Promising approaches [2, 20, 37, 38, 40] propose to use Deep Neural Networks to produce aged faces.

Antipov et al. [2] propose age conditional Generative Adversarial Network (acGAN). Generative Adversarial Networks (GAN) are known to produce images with sharper textures because the reconstruction metric is not defined in the pixels space, but in the latent variables space. They combine a GAN with a face recognition neural network to preserve identity during reconstruction and aging.

Wang et al. [37, 38] introduce a Recurrent Face Aging (RFA) framework using a Recurrent Neural Network which takes as input a single image and automatically outputs a series of aged faces.

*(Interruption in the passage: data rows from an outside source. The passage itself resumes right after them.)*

//! State transitions triggered by user input.

use std::path::{Path, PathBuf};

use tracing::{debug, info};

use super::{App, AppMessage, Prompt};
use crate::clipboard::{copy_to_clipboard, save_output};
use crate::error::ConfigError;
use crate::genai::{generate_loader_script, script_error_placeholder};
use crate::library::FileRecord;
use crate::models::{AppModule, ChatMessage, TabOption};

/// Expand a leading `~/` to the home directory.
pub(crate) fn expand_home(raw: &str) -> PathBuf {
    match raw.strip_prefix("~/") {
        Some(rest) => dirs::home_dir()
            .map(|home| home.join(rest))
            .unwrap_or_else(|| PathBuf::from(raw)),
        None => PathBuf::from(raw),
    }
}

impl App {
    // ------------------------------------------------------------------
    // Converter
    // ------------------------------------------------------------------

    /// Read a file into the library, select it and request its loader script.
    pub fn open_file(&mut self, path: &Path) -> bool {
        match FileRecord::from_path(path) {
            Ok(record) => {
                self.add_record(record);
                true
            }
            Err(err) => {
                self.set_error(err.user_message());
                false
            }
        }
    }

    pub fn add_record(&mut self, record: FileRecord) {
        let (id, name, mime, hex) = (
            record.id.clone(),
            record.name.clone(),
            record.mime_type.clone(),
            record.hex.text.clone(),
        );
        info!(%id, %name, size = record.size, "file loaded");
        self.set_status(format!("Loaded {}", name));

        self.library.add(record);
        self.active_tab = TabOption::Binary;
        self.content_scroll = 0;
        self.navigate(AppModule::Converter);
        self.request_loader_script(id, name, mime, hex);
    }

    fn request_loader_script(&mut self, file_id: String, name: String, mime: String, hex: String) {
        let Some(client) = self.client.clone() else {
            let placeholder = script_error_placeholder(&ConfigError::MissingApiKey.to_string());
            self.library.set_script(&file_id, placeholder);
            return;
        };

        self.loading_scripts.insert(file_id.clone());
        let tx = self.message_tx.clone();
        tokio::spawn(async move {
            let script = generate_loader_script(&client, &name, &mime, &hex).await;
            let _ = tx.send(AppMessage::ScriptReady { file_id, script });
        });
    }

    pub fn remove_active_file(&mut self) {
        let Some(id) = self.library.active_id().map(str::to_string) else {
            return;
        };
        if let Some(record) = self.library.remove(&id) {
            self.loading_scripts.remove(&id);
            self.content_scroll = 0;
            self.set_status(format!("Removed {}", record.name));
        }
    }

    pub fn select_next_file(&mut self) {
        self.library.select_next();
        self.content_scroll = 0;
        self.mark_dirty();
    }

    pub fn select_prev_file(&mut self) {
        self.library.select_prev();
        self.content_scroll = 0;
        self.mark_dirty();
    }

    pub fn select_tab(&mut self, tab: TabOption) {
        if self.active_tab != tab {
            self.active_tab = tab;
            self.content_scroll = 0;
            self.mark_dirty();
        }
    }

    /// Text of the active tab for the active file.
    pub fn active_content(&self) -> Option<String> {
        self.library
            .active()
            .map(|record| record.tab_content(self.active_tab))
    }

    pub fn copy_active_content(&mut self) {
        let Some(content) = self.active_content() else {
            self.set_error("No file selected");
            return;
        };
        match copy_to_clipboard(&content) {
            Ok(()) => self.set_status(format!("Copied {} to clipboard", self.active_tab.label())),
            Err(err) => self.set_error(err.user_message()),
        }
    }

    pub fn save_active_content(&mut self) -> Option<PathBuf> {
        let Some(content) = self.active_content() else {
            self.set_error("No file selected");
            return None;
        };
        match save_output(&self.export_dir, self.active_tab.filename(), &content) {
            Ok(path) => {
                self.set_status(format!("Saved {}", path.display()));
                Some(path)
            }
            Err(err) => {
                self.set_error(err.user_message());
                None
            }
        }
    }

    // ------------------------------------------------------------------
    // Neural Nexus
    // ------------------------------------------------------------------

    /// Start a fresh conversation for the active gem.
    pub(super) fn reset_chat(&mut self) {
        let gem = self.gems.active();
        self.chat.epoch = self.chat.epoch.wrapping_add(1);
        self.chat.messages = vec![ChatMessage::model(gem.greeting())];
        self.chat.session = self
            .client
            .as_ref()
            .map(|client| client.start_chat(gem.system_instruction.clone()));
        self.chat.awaiting_reply = false;
        self.chat.scroll_from_bottom = 0;
        info!(gem = %gem.id, "chat session started");
        self.mark_dirty();
    }

    pub fn activate_gem(&mut self, id: &str) {
        if self.gems.select(id) {
            self.reset_chat();
        }
    }

    pub fn activate_gem_offset(&mut self, forward: bool) {
        let len = self.gems.gems().len();
        let current = self.gems.active_index();
        let next = if forward {
            (current + 1) % len
        } else {
            (current + len - 1) % len
        };
        if self.gems.select_index(next) {
            self.reset_chat();
        }
    }

    /// Create a gem from the open creator prompt.
    pub fn submit_gem_prompt(&mut self) {
        let Some(Prompt::CreateGem {
            name, instruction, ..
        }) = &self.prompt
        else {
            return;
        };
        let (name, instruction) = (name.text().to_string(), instruction.text().to_string());

        match self.gems.create_custom(&name, &instruction) {
            Ok(gem) => {
                let label = gem.name.clone();
                self.prompt = None;
                self.reset_chat();
                self.set_status(format!("Gem {} initialized", label));
            }
            Err(err) => self.set_error(err.to_string()),
        }
    }

    /// Send the typed message to the active gem.
    pub fn submit_chat(&mut self) {
        if self.chat.input.is_blank() {
            return;
        }
        if self.chat.awaiting_reply {
            self.set_status("Still waiting for the previous reply");
            return;
        }
        let Some(mut session) = self.chat.session.take() else {
            self.set_error(ConfigError::MissingApiKey.user_message());
            return;
        };

        let text = self.chat.input.take();
        self.chat.messages.push(ChatMessage::user(text.clone()));
        self.chat.awaiting_reply = true;
        self.chat.scroll_from_bottom = 0;
        self.mark_dirty();

        let gem_id = self.gems.active().id.clone();
        let epoch = self.chat.epoch;
        let tx = self.message_tx.clone();
        debug!(%gem_id, epoch, "chat request spawned");
        tokio::spawn(async move {
            let result = session.send_message(&text).await;
            let _ = tx.send(AppMessage::ChatReply {
                gem_id,
                epoch,
                session,
                result,
            });
        });
    }
}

Zhang et al. [40] presented Conditional Adversarial Autoencoder (CAAE). They use an Autoencoder combined with 2 discriminators working on latent variables and output images to impose photo-realistic results. The first discriminator Dz imposes latent variables z to be uniformly distributed to avoid “holes” in the latent space, and thus to produce a smooth age progression. The second discriminator Dimg, inspired by the GAN architecture, discriminates between real images and generated images, and its loss is used to improve the photo-realism of pictures. Age progression is achieved by regressing the latent variables with respect to age.

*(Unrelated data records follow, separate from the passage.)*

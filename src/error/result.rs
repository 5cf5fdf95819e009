//! Result alias and context helpers.

use super::context::ErrorContext;
use super::omni_error::OmniError;

pub type OmniResult<T> = Result<T, OmniError>;

/// Attach an [`ErrorContext`] to any result whose error converts into [`OmniError`].
pub trait ResultExt<T> {
    fn context(self, ctx: ErrorContext) -> OmniResult<T>;

    /// Like [`ResultExt::context`], but only builds the context on error.
    fn with_context<F>(self, f: F) -> OmniResult<T>
    where
        F: FnOnce() -> ErrorContext;
}

impl<T, E> ResultExt<T> for Result<T, E>
where
    E: Into<OmniError>,
{
    fn context(self, ctx: ErrorContext) -> OmniResult<T> {
        self.map_err(|e| e.into().with_context(ctx))
    }

    fn with_context<F>(self, f: F) -> OmniResult<T>
    where
        F: FnOnce() -> ErrorContext,
    {
        self.map_err(|e| e.into().with_context(f()))
    }
}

However, age progression algorithms based on neural networks can produce in some cases unrealistic faces (e.g the 2 eyes of a reconstructed face can have different shapes). In addition, lots of these algorithms work on low resolution faces, at most 128 × 128 [2, 20, 40]. Thus, as the used faces are too small to show fine details, these face aging systems cannot generate faces with fine wrinkles.

In addition to facial aging, many applications aim to estimate age from faces.

Early works have been made by Kwon and Lobo [14, 15]; they computed several distance ratios between landmarks at specific locations on faces to distinguish between 3 age classes, babies, young adults, and seniors.

Lanitis et al. [17, 18] proposed to obtain a compact parametric description of face images using Active Appearance Model and to use this description to estimate ages. Shapes are normalized with Procrustes Analysis and parametrized with Principal Component Analysis. Thereafter, faces are warped in the mean shape before being also parametrized with Principal Component Analysis. Shape and appearance parameters are then concatenated and a third Principal Component Analysis is performed. Finally, the authors tested a range of classifiers and regressions like linear regression, quadratic regression, cubic regression, and artificial neural network.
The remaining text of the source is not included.